But after too many bah humbugs from critics, the USDA is going to delay implementing the charge.
This came after the Hertiage Foundation labeled the fee a “Christmas tree tax” - saying the new charge on growers would be passed on to consumers.
But a writer for the LA Times notes the government uses a different verbiage for the 15-cent fee.
“For its part the government says that the fee isn’t a tax because the money collected...will be used to help the nation’s Christmas tree industry. The government’s done this before. Remember the 'Got Milk?' campaign. It’s like that.”
Apparently, Christmas tree sales are reportedly on the decline and all growers want for Christmas is some PR.
So, the Department of Agriculture created the fee to fund the new Christmas Tree Promotion Board, which has Fox News poking fun.
“The board is responsible for promoting the merits of real live trees as opposed to artificial ones. Can you image you get the call from your government, ‘we want you to serve, we need you, you’re country needs you right now. We want you to be on the official Christmas tree board.’”
So will the government be a Grinch or will the new board help save real trees from losing to their artificial counter-parts? Conservative David Addington of the Heritage Foundation thinks it’s a Scrooge move.

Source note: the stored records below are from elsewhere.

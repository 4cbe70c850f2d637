// SPDX-License-Identifier: AGPL-3.0-or-later
//
// Copyright (C) 2026 Relational Network

//! JWT claims and authenticated caller representation.

use serde::{Deserialize, Serialize};

/// The `aud` claim, which may be a single string or a list.
#[derive(Debug, Clone, PartialEq, Eq, Serialize, Deserialize)]
#[serde(untagged)]
pub enum Audience {
    Single(String),
    Many(Vec<String>),
}

impl Audience {
    /// Strict equality. A list never equals a single value.
    pub fn is_exactly(&self, value: &str) -> bool {
        match self {
            Audience::Single(aud) => aud == value,
            Audience::Many(_) => false,
        }
    }

    /// Substring match for a single audience, element match for a list.
    pub fn contains(&self, value: &str) -> bool {
        match self {
            Audience::Single(aud) => aud.contains(value),
            Audience::Many(auds) => auds.iter().any(|aud| aud == value),
        }
    }

    /// Truthiness of the claim for the structural check: an empty string
    /// counts as absent, a list (even an empty one) counts as present.
    pub fn is_present(&self) -> bool {
        match self {
            Audience::Single(aud) => !aud.is_empty(),
            Audience::Many(_) => true,
        }
    }
}

impl std::fmt::Display for Audience {
    fn fmt(&self, f: &mut std::fmt::Formatter<'_>) -> std::fmt::Result {
        match self {
            Audience::Single(aud) => write!(f, "{aud}"),
            Audience::Many(auds) => write!(f, "{}", auds.join(",")),
        }
    }
}

/// Claims carried by Auth0 (and Azure AD style) access tokens.
///
/// Every claim is optional at the type level; the validator decides which
/// ones are required.
#[derive(Debug, Clone, Default, PartialEq, Serialize, Deserialize)]
pub struct TokenClaims {
    #[serde(default)]
    pub iss: Option<String>,
    #[serde(default)]
    pub sub: Option<String>,
    #[serde(default)]
    pub aud: Option<Audience>,
    #[serde(default)]
    pub exp: Option<i64>,
    #[serde(default)]
    pub nbf: Option<i64>,
    #[serde(default)]
    pub iat: Option<i64>,
    #[serde(default)]
    pub jti: Option<String>,
    /// Tenant id (Azure AD)
    #[serde(default)]
    pub tid: Option<String>,
    /// Authorized party, the OAuth client the token was issued to
    #[serde(default)]
    pub azp: Option<String>,
    /// Application id (Azure AD)
    #[serde(default)]
    pub appid: Option<String>,
    #[serde(default)]
    pub nonce: Option<String>,
    /// Anything else the issuer adds (`scope`, `gty`, `permissions`, ...)
    #[serde(flatten)]
    pub extra: serde_json::Map<String, serde_json::Value>,
}

/// Caller identity extracted from a validated token.
#[derive(Debug, Clone, PartialEq, Eq, Serialize)]
pub struct AuthenticatedUser {
    /// Canonical caller id (`sub`), recorded as the actor in audit events
    pub user_code: String,

    /// OAuth client the token was issued to (`azp`)
    #[serde(skip_serializing_if = "Option::is_none")]
    pub client_id: Option<String>,

    #[serde(skip)]
    pub issuer: Option<String>,

    #[serde(skip)]
    pub expires_at: Option<i64>,
}

impl AuthenticatedUser {
    /// Build from validated claims. Tokens without a subject carry no usable
    /// identity and yield `None`.
    pub fn from_claims(claims: TokenClaims) -> Option<Self> {
        let user_code = claims.sub.filter(|sub| !sub.is_empty())?;
        Some(Self {
            user_code,
            client_id: claims.azp,
            issuer: claims.iss,
            expires_at: claims.exp,
        })
    }
}

#[cfg(test)]
mod tests {
    use super::*;
    use serde_json::json;

    fn sample_claims() -> TokenClaims {
        serde_json::from_value(json!({
            "iss": "https://tenant.auth0.com/",
            "sub": "abc123@clients",
            "aud": "datahub-api",
            "iat": 1700000000,
            "exp": 1700003600,
            "azp": "abc123",
            "gty": "client-credentials"
        }))
        .unwrap()
    }

    #[test]
    fn deserializes_single_audience_and_extras() {
        let claims = sample_claims();
        assert_eq!(claims.aud, Some(Audience::Single("datahub-api".into())));
        assert_eq!(claims.azp.as_deref(), Some("abc123"));
        assert_eq!(claims.extra["gty"], "client-credentials");
        assert!(claims.tid.is_none());
    }

    #[test]
    fn deserializes_audience_list() {
        let claims: TokenClaims =
            serde_json::from_value(json!({ "aud": ["datahub-api", "https://tenant.auth0.com/userinfo"] }))
                .unwrap();
        let aud = claims.aud.unwrap();
        assert!(aud.contains("datahub-api"));
        assert!(!aud.contains("datahub"));
        assert!(!aud.is_exactly("datahub-api"));
    }

    #[test]
    fn single_audience_matches_substring() {
        let aud = Audience::Single("https://datahub-api.example.com".into());
        assert!(aud.contains("datahub-api"));
        assert!(!aud.is_exactly("datahub-api"));
    }

    #[test]
    fn empty_audience_is_absent() {
        assert!(!Audience::Single(String::new()).is_present());
        assert!(Audience::Many(vec![]).is_present());
    }

    #[test]
    fn from_claims_extracts_user_and_client() {
        let user = AuthenticatedUser::from_claims(sample_claims()).unwrap();
        assert_eq!(user.user_code, "abc123@clients");
        assert_eq!(user.client_id.as_deref(), Some("abc123"));
        assert_eq!(user.expires_at, Some(1700003600));
    }

    #[test]
    fn from_claims_requires_subject() {
        let mut claims = sample_claims();
        claims.sub = None;
        assert!(AuthenticatedUser::from_claims(claims).is_none());
    }
}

“The economy is barely growing and nine percent of the American people have no jobs. Is a new tax on Christmas trees the best President Obama can do? And, by the way, the American Christmas tree has a great image that doesn’t need any help from the government.”
But will this charge actual help fill growers’ stockings this season?
According to the National Christmas Tree Association, tree sales have ebbed and flowed for years. TIME has the numbers.
“In 2010, 27 million real trees were sold, which is about the same as in 2004. Some years have stronger real tree sales than others, and the association points out that consumers overwhelmingly still prefer the real thing: ‘Real Trees outsell fake trees by an almost 3 to 1 margin.’”
Transcript by Newsy.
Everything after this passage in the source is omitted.